**Assignment:** Your job is to return every line in the data holding the string "CorsLayer".

Collected data entries:
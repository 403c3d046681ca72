//! Namespace ownership.
//!
//! The source models Namespace/Organization/User ownership as a cyclic
//! foreign-key graph. We model it instead as a closed sum type with a
//! check constraint enforced at the data layer (`floww-postgres`), never
//! as a pointer graph.

use uuid::Uuid;

/// The owner of a namespace: exactly one user or one organization.
#[derive(Debug, Clone, Copy, PartialEq, Eq, Hash, serde::Serialize, serde::Deserialize)]
#[serde(tag = "kind", rename_all = "snake_case")]
pub enum Owner {
    /// Namespace owned directly by a user.
    User(Uuid),
    /// Namespace owned by an organization.
    Organization(Uuid),
}

impl Owner {
    /// Returns the owning user id, if this is a user-owned namespace.
    pub fn user_id(&self) -> Option<Uuid> {
        match self {
            Self::User(id) => Some(*id),
            Self::Organization(_) => None,
        }
    }

    /// Returns the owning organization id, if this is an org-owned namespace.
    pub fn organization_id(&self) -> Option<Uuid> {
        match self {
            Self::Organization(id) => Some(*id),
            Self::User(_) => None,
        }
    }
}

#[cfg(test)]
mod tests {
    use super::*;

    #[test]
    fn user_owner_exposes_user_id_only() {
        let id = Uuid::new_v4();
        let owner = Owner::User(id);
        assert_eq!(owner.user_id(), Some(id));
        assert_eq!(owner.organization_id(), None);
    }
}
//! Runtimes table constraint violations.

use serde::{Deserialize, Serialize};
use strum::{Display, EnumIter, EnumString};

use super::ConstraintCategory;

/// Runtimes table constraint violations.
#[derive(Debug, Clone, Copy, Eq, PartialEq)]
#[derive(Serialize, Deserialize, Display, EnumIter, EnumString)]
#[serde(into = "String", try_from = "String")]
pub enum RuntimeConstraints {
    /// `config_hash` must be unique; backs the content-addressed upsert.
    #[strum(serialize = "runtimes_config_hash_unique")]
    ConfigHashUnique,
}

impl RuntimeConstraints {
    pub fn new(constraint: &str) -> Option<Self> {
        constraint.parse().ok()
    }

    pub fn categorize(&self) -> ConstraintCategory {
        match self {
            RuntimeConstraints::ConfigHashUnique => ConstraintCategory::Uniqueness,
        }
    }
}

impl From<RuntimeConstraints> for String {
    #[inline]
    fn from(val: RuntimeConstraints) -> Self {
        val.to_string()
    }
}

impl TryFrom<String> for RuntimeConstraints {
    type Error = strum::ParseError;

    #[inline]
    fn try_from(value: String) -> Result<Self, Self::Error> {
        value.parse()
    }
}
//! Inbound webhook envelopes and outbound provider API request types.

use std::collections::HashMap;
use std::time::Duration;

use jiff::Timestamp;
use serde::de::DeserializeOwned;
use serde::{Deserialize, Serialize};
use url::Url;
use uuid::Uuid;

use crate::{Error, ErrorKind, Result};

/// The raw HTTP envelope of an inbound webhook, as received by the ingress
/// handler before it is handed to a provider adapter's `processWebhook` step.
///
/// Headers are captured case-insensitively and the body is kept as raw bytes
/// so that signature verification can run over the exact bytes the sender
/// signed, ahead of any JSON parsing.
#[derive(Debug, Clone)]
pub struct WebhookEnvelope {
    /// HTTP method used for the request (almost always `POST`).
    pub method: String,
    /// The path the webhook was received on, e.g. `/hooks/<uuid>`.
    pub path: String,
    /// Request headers, with lowercase keys.
    pub headers: HashMap<String, String>,
    /// Query string parameters.
    pub query: HashMap<String, String>,
    /// Raw request body.
    pub body: Vec<u8>,
    /// When the envelope was received.
    pub received_at: Timestamp,
}

impl WebhookEnvelope {
    /// Creates a new envelope, lowercasing header names for case-insensitive lookup.
    pub fn new(
        method: impl Into<String>,
        path: impl Into<String>,
        headers: HashMap<String, String>,
        query: HashMap<String, String>,
        body: Vec<u8>,
    ) -> Self {
        let headers = headers
            .into_iter()
            .map(|(name, value)| (name.to_ascii_lowercase(), value))
            .collect();

        Self {
            method: method.into(),
            path: path.into(),
            headers,
            query,
            body,
            received_at: Timestamp::now(),
        }
    }

    /// Looks up a header by name, case-insensitively.
    pub fn header(&self, name: &str) -> Option<&str> {
        self.headers
            .get(&name.to_ascii_lowercase())
            .map(String::as_str)
    }

    /// Deserializes the body as JSON.
    pub fn json<T: DeserializeOwned>(&self) -> Result<T> {
        serde_json::from_slice(&self.body)
            .map_err(|err| Error::from_source(ErrorKind::Serialization, err).with_message("invalid JSON body"))
    }
}

/// An outbound HTTP request made by a provider adapter against a third-party
/// API, e.g. to register or tear down a webhook subscription during reconcile.
#[derive(Debug, Clone)]
pub struct OutboundRequest {
    /// Unique identifier for this request, used for correlation in logs.
    pub request_id: Uuid,
    /// Target URL.
    pub url: Url,
    /// HTTP method.
    pub method: OutboundMethod,
    /// JSON request body, if any.
    pub body: Option<serde_json::Value>,
    /// Additional headers (authentication, content negotiation, etc).
    pub headers: HashMap<String, String>,
    /// Optional request timeout (uses client default if not set).
    pub timeout: Option<Duration>,
}

/// HTTP method for an [`OutboundRequest`].
#[derive(Debug, Clone, Copy, PartialEq, Eq, Serialize, Deserialize)]
pub enum OutboundMethod {
    /// GET
    Get,
    /// POST
    Post,
    /// PUT
    Put,
    /// PATCH
    Patch,
    /// DELETE
    Delete,
}

impl OutboundRequest {
    /// Creates a new outbound request.
    pub fn new(url: Url, method: OutboundMethod) -> Self {
        Self {
            request_id: Uuid::now_v7(),
            url,
            method,
            body: None,
            headers: HashMap::new(),
            timeout: None,
        }
    }

    /// Attaches a JSON body.
    pub fn with_json(mut self, body: serde_json::Value) -> Self {
        self.body = Some(body);
        self
    }

    /// Sets the request timeout.
    pub fn with_timeout(mut self, timeout: Duration) -> Self {
        self.timeout = Some(timeout);
        self
    }

    /// Adds a custom header to the request.
    pub fn with_header(mut self, name: impl Into<String>, value: impl Into<String>) -> Self {
        self.headers.insert(name.into(), value.into());
        self
    }
}

#[cfg(test)]
mod tests {
    use super::*;

    #[test]
    fn test_envelope_header_case_insensitive() {
        let mut headers = HashMap::new();
        headers.insert("X-Gitlab-Token".to_string(), "secret".to_string());

        let envelope = WebhookEnvelope::new("POST", "/hooks/abc", headers, HashMap::new(), b"{}".to_vec());

        assert_eq!(envelope.header("x-gitlab-token"), Some("secret"));
        assert_eq!(envelope.header("X-GITLAB-TOKEN"), Some("secret"));
        assert_eq!(envelope.header("missing"), None);
    }

    #[test]
    fn test_envelope_json() {
        let envelope = WebhookEnvelope::new(
            "POST",
            "/hooks/abc",
            HashMap::new(),
            HashMap::new(),
            br#"{"event":"push"}"#.to_vec(),
        );

        #[derive(Deserialize)]
        struct Body {
            event: String,
        }

        let body: Body = envelope.json().unwrap();
        assert_eq!(body.event, "push");
    }

    #[test]
    fn test_envelope_json_invalid() {
        let envelope = WebhookEnvelope::new("POST", "/hooks/abc", HashMap::new(), HashMap::new(), b"not json".to_vec());

        #[derive(Deserialize)]
        struct Body {
            #[allow(dead_code)]
            event: String,
        }

        assert!(envelope.json::<Body>().is_err());
    }

    #[test]
    fn test_outbound_request_builder() {
        let url = Url::parse("https://gitlab.example.com/api/v4/hooks").unwrap();
        let request = OutboundRequest::new(url, OutboundMethod::Post)
            .with_json(serde_json::json!({"url": "https://floww.example.com/hooks/1"}))
            .with_header("PRIVATE-TOKEN", "token123");

        assert_eq!(request.method, OutboundMethod::Post);
        assert!(request.body.is_some());
        assert_eq!(request.headers.get("PRIVATE-TOKEN"), Some(&"token123".to_string()));
    }
}
//! CORS, security headers, and request body size limits.

use axum::Router;
use axum::http::{HeaderName, HeaderValue, Method, header};
#[cfg(feature = "config")]
use clap::Args;
use serde::{Deserialize, Serialize};
use tower_http::cors::CorsLayer;
use tower_http::limit::RequestBodyLimitLayer;
use tower_http::set_header::SetResponseHeaderLayer;

/// Maximum accepted request body size: large enough for a webhook payload
/// with a generous attachment, small enough to bound memory use.
pub const DEFAULT_MAX_BODY_SIZE: usize = 16 * 1024 * 1024;

/// CORS configuration.
#[derive(Debug, Clone, Serialize, Deserialize)]
#[cfg_attr(feature = "config", derive(Args))]
#[must_use = "config does nothing unless you use it"]
pub struct CorsConfig {
    /// Comma-delimited list of allowed origins. Falls back to a handful of
    /// localhost dev origins when unset.
    #[cfg_attr(feature = "config", arg(long, env = "CORS_ORIGINS", value_delimiter = ','))]
    pub allowed_origins: Vec<String>,

    #[cfg_attr(feature = "config", arg(long, env = "CORS_MAX_AGE", default_value = "3600"))]
    pub max_age_seconds: u64,

    #[cfg_attr(feature = "config", arg(long, env = "CORS_ALLOW_CREDENTIALS", default_value = "true"))]
    pub allow_credentials: bool,
}

impl Default for CorsConfig {
    fn default() -> Self {
        Self { allowed_origins: Vec::new(), max_age_seconds: 3600, allow_credentials: true }
    }
}

fn dev_origins() -> Vec<HeaderValue> {
    [
        "http://localhost:3000",
        "http://localhost:5173",
        "http://127.0.0.1:3000",
        "http://127.0.0.1:5173",
        "http://localhost:8080",
    ]
    .into_iter()
    .filter_map(|origin| HeaderValue::from_str(origin).ok())
    .collect()
}

pub fn create_cors_layer(config: &CorsConfig) -> CorsLayer {
    let origins: Vec<HeaderValue> = if config.allowed_origins.is_empty() {
        dev_origins()
    } else {
        config.allowed_origins.iter().filter_map(|origin| HeaderValue::from_str(origin).ok()).collect()
    };

    let mut layer = CorsLayer::new()
        .allow_origin(origins)
        .allow_methods([Method::GET, Method::POST, Method::PUT, Method::PATCH, Method::DELETE, Method::OPTIONS])
        .allow_headers([header::AUTHORIZATION, header::CONTENT_TYPE])
        .max_age(std::time::Duration::from_secs(config.max_age_seconds));

    if config.allow_credentials {
        layer = layer.allow_credentials(true);
    }

    layer
}

/// Clickjacking protection for the `X-Frame-Options` header.
#[derive(Debug, Clone, Copy, PartialEq, Eq, Serialize, Deserialize, Default)]
#[cfg_attr(feature = "config", derive(clap::ValueEnum))]
pub enum FrameOptions {
    #[default]
    Deny,
    SameOrigin,
}

impl FrameOptions {
    fn as_header_value(self) -> HeaderValue {
        match self {
            Self::Deny => HeaderValue::from_static("DENY"),
            Self::SameOrigin => HeaderValue::from_static("SAMEORIGIN"),
        }
    }
}

/// `Referrer-Policy` header value.
#[derive(Debug, Clone, Copy, PartialEq, Eq, Serialize, Deserialize, Default)]
#[cfg_attr(feature = "config", derive(clap::ValueEnum))]
pub enum ReferrerPolicy {
    NoReferrer,
    Origin,
    #[default]
    StrictOriginWhenCrossOrigin,
    SameOrigin,
}

impl ReferrerPolicy {
    fn as_header_value(self) -> HeaderValue {
        match self {
            Self::NoReferrer => HeaderValue::from_static("no-referrer"),
            Self::Origin => HeaderValue::from_static("origin"),
            Self::StrictOriginWhenCrossOrigin => HeaderValue::from_static("strict-origin-when-cross-origin"),
            Self::SameOrigin => HeaderValue::from_static("same-origin"),
        }
    }
}

const DEFAULT_CSP: &str = "default-src 'none'; frame-ancestors 'none'";

/// Response security headers, applied to every response.
#[derive(Debug, Clone, Serialize, Deserialize)]
#[cfg_attr(feature = "config", derive(Args))]
#[must_use = "config does nothing unless you use it"]
pub struct SecurityHeadersConfig {
    #[cfg_attr(feature = "config", arg(long, env = "HSTS_MAX_AGE", default_value = "31536000"))]
    pub hsts_max_age_seconds: u64,

    #[cfg_attr(feature = "config", arg(long, env = "HSTS_INCLUDE_SUBDOMAINS", default_value = "true"))]
    pub hsts_include_subdomains: bool,

    #[cfg_attr(feature = "config", arg(long, env = "CONTENT_SECURITY_POLICY", default_value = DEFAULT_CSP))]
    pub content_security_policy: String,

    #[cfg_attr(feature = "config", arg(long, env = "FRAME_OPTIONS", value_enum, default_value_t = FrameOptions::Deny))]
    pub frame_options: FrameOptions,

    #[cfg_attr(feature = "config", arg(long, env = "REFERRER_POLICY", value_enum, default_value_t = ReferrerPolicy::StrictOriginWhenCrossOrigin))]
    pub referrer_policy: ReferrerPolicy,
}

impl Default for SecurityHeadersConfig {
    fn default() -> Self {
        Self {
            hsts_max_age_seconds: 31_536_000,
            hsts_include_subdomains: true,
            content_security_policy: DEFAULT_CSP.to_string(),
            frame_options: FrameOptions::Deny,
            referrer_policy: ReferrerPolicy::StrictOriginWhenCrossOrigin,
        }
    }
}

impl SecurityHeadersConfig {
    fn hsts_value(&self) -> HeaderValue {
        let value = if self.hsts_include_subdomains {
            format!("max-age={}; includeSubDomains", self.hsts_max_age_seconds)
        } else {
            format!("max-age={}", self.hsts_max_age_seconds)
        };
        HeaderValue::from_str(&value).unwrap_or_else(|_| HeaderValue::from_static("max-age=31536000"))
    }

    fn csp_value(&self) -> HeaderValue {
        HeaderValue::from_str(&self.content_security_policy).unwrap_or_else(|_| HeaderValue::from_static(DEFAULT_CSP))
    }
}

/// Extension trait for `axum::`[`Router`] to apply security middleware.
pub trait RouterSecurityExt<S> {
    fn with_security(self, cors: &CorsConfig, headers: &SecurityHeadersConfig, max_body_size: usize) -> Self;
    fn with_default_security(self) -> Self;
}

impl<S> RouterSecurityExt<S> for Router<S>
where
    S: Clone + Send + Sync + 'static,
{
    fn with_security(self, cors: &CorsConfig, headers: &SecurityHeadersConfig, max_body_size: usize) -> Self {
        self.layer(RequestBodyLimitLayer::new(max_body_size))
            .layer(SetResponseHeaderLayer::if_not_present(
                HeaderName::from_static("referrer-policy"),
                headers.referrer_policy.as_header_value(),
            ))
            .layer(SetResponseHeaderLayer::if_not_present(
                HeaderName::from_static("x-frame-options"),
                headers.frame_options.as_header_value(),
            ))
            .layer(SetResponseHeaderLayer::if_not_present(
                HeaderName::from_static("x-content-type-options"),
                HeaderValue::from_static("nosniff"),
            ))
            .layer(SetResponseHeaderLayer::if_not_present(HeaderName::from_static("content-security-policy"), headers.csp_value()))
            .layer(SetResponseHeaderLayer::if_not_present(HeaderName::from_static("strict-transport-security"), headers.hsts_value()))
            .layer(create_cors_layer(cors))
    }

    fn with_default_security(self) -> Self {
        self.with_security(&CorsConfig::default(), &SecurityHeadersConfig::default(), DEFAULT_MAX_BODY_SIZE)
    }
}

#[cfg(test)]
mod tests {
    use super::*;

    #[test]
    fn dev_origins_fallback_is_used_when_unconfigured() {
        let layer = create_cors_layer(&CorsConfig::default());
        let _ = layer;
    }

    #[test]
    fn hsts_value_includes_subdomains_by_default() {
        let config = SecurityHeadersConfig::default();
        let value = config.hsts_value();
        assert!(value.to_str().unwrap().contains("includeSubDomains"));
    }

    #[test]
    fn frame_options_deny_maps_to_deny_header() {
        assert_eq!(FrameOptions::Deny.as_header_value(), HeaderValue::from_static("DENY"));
    }
}
#![cfg_attr(docsrs, feature(doc_cfg))]
#![doc = include_str!("../README.md")]

//! HTTP API surface for the trigger-dispatch backend: event ingress
//! (webhooks and manual invokes), execution reporting, and the shared
//! dispatcher that mints runtime invocations.

/// Tracing target for trigger reconciliation (provider sync) operations.
pub const TRACING_TARGET_RECONCILE: &str = "floww_server::reconcile";

/// Tracing target for inbound webhook/event ingress.
pub const TRACING_TARGET_INGRESS: &str = "floww_server::ingress";

/// Tracing target for the execution dispatcher.
pub const TRACING_TARGET_DISPATCH: &str = "floww_server::dispatch";

/// Tracing target for execution status reporting callbacks.
pub const TRACING_TARGET_EXECUTIONS: &str = "floww_server::executions";

pub mod cron;
pub mod dispatch;
pub mod error;
pub mod extract;
pub mod handler;
pub mod middleware;
pub mod service;

pub use error::{Error, ErrorKind};
pub use service::state::ServiceState;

**Task answer:**
use tower_http::cors::CorsLayer;
pub fn create_cors_layer(config: &CorsConfig) -> CorsLayer {
    let mut layer = CorsLayer::new()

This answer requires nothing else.